Task to complete:
From the data that follows, copy every line with the string "Configured".

(Stored dataset items)
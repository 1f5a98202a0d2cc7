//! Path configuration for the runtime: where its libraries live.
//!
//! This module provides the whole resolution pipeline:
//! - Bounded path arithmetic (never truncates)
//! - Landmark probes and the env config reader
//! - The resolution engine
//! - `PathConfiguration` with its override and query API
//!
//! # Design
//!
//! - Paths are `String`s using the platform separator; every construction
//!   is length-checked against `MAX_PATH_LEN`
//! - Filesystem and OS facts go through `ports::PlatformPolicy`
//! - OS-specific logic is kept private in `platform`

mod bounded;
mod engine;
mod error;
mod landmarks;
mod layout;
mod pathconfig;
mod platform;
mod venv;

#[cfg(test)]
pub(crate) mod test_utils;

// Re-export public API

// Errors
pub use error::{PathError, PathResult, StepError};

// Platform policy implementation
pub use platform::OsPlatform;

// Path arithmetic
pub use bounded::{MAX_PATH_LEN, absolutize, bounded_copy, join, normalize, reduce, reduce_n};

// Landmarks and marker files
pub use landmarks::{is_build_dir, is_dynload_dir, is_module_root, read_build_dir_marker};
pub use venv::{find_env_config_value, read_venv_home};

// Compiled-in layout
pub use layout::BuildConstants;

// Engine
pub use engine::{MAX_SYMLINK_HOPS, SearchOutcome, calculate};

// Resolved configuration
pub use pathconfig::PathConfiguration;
---
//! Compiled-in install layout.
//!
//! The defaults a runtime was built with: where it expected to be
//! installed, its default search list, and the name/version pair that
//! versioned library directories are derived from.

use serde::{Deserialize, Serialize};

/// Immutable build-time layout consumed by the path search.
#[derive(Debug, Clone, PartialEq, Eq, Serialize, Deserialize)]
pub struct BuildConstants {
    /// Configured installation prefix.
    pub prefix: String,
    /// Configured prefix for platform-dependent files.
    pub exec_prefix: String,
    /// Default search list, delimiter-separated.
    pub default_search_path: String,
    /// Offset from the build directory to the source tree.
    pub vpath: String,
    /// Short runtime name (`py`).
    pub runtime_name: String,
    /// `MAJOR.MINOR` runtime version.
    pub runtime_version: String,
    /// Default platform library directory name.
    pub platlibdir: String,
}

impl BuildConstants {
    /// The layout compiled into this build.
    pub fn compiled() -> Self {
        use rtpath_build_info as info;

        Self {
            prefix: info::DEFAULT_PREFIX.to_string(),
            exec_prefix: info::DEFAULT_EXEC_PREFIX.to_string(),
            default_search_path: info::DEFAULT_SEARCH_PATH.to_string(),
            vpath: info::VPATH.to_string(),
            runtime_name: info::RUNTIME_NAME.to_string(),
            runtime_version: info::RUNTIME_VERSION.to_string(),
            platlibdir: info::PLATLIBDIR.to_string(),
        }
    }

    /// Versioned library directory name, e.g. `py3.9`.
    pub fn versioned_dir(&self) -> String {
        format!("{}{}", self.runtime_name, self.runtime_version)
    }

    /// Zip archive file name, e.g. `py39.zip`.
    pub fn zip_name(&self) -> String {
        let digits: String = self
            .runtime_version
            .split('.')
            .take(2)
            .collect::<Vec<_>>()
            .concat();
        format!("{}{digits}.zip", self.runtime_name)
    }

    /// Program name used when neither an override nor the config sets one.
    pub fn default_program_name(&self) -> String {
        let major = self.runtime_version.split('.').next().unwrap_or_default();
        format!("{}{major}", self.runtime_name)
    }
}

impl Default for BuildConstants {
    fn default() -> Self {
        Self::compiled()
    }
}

Exercise response:
    /// Configured installation prefix.
    /// Configured prefix for platform-dependent files.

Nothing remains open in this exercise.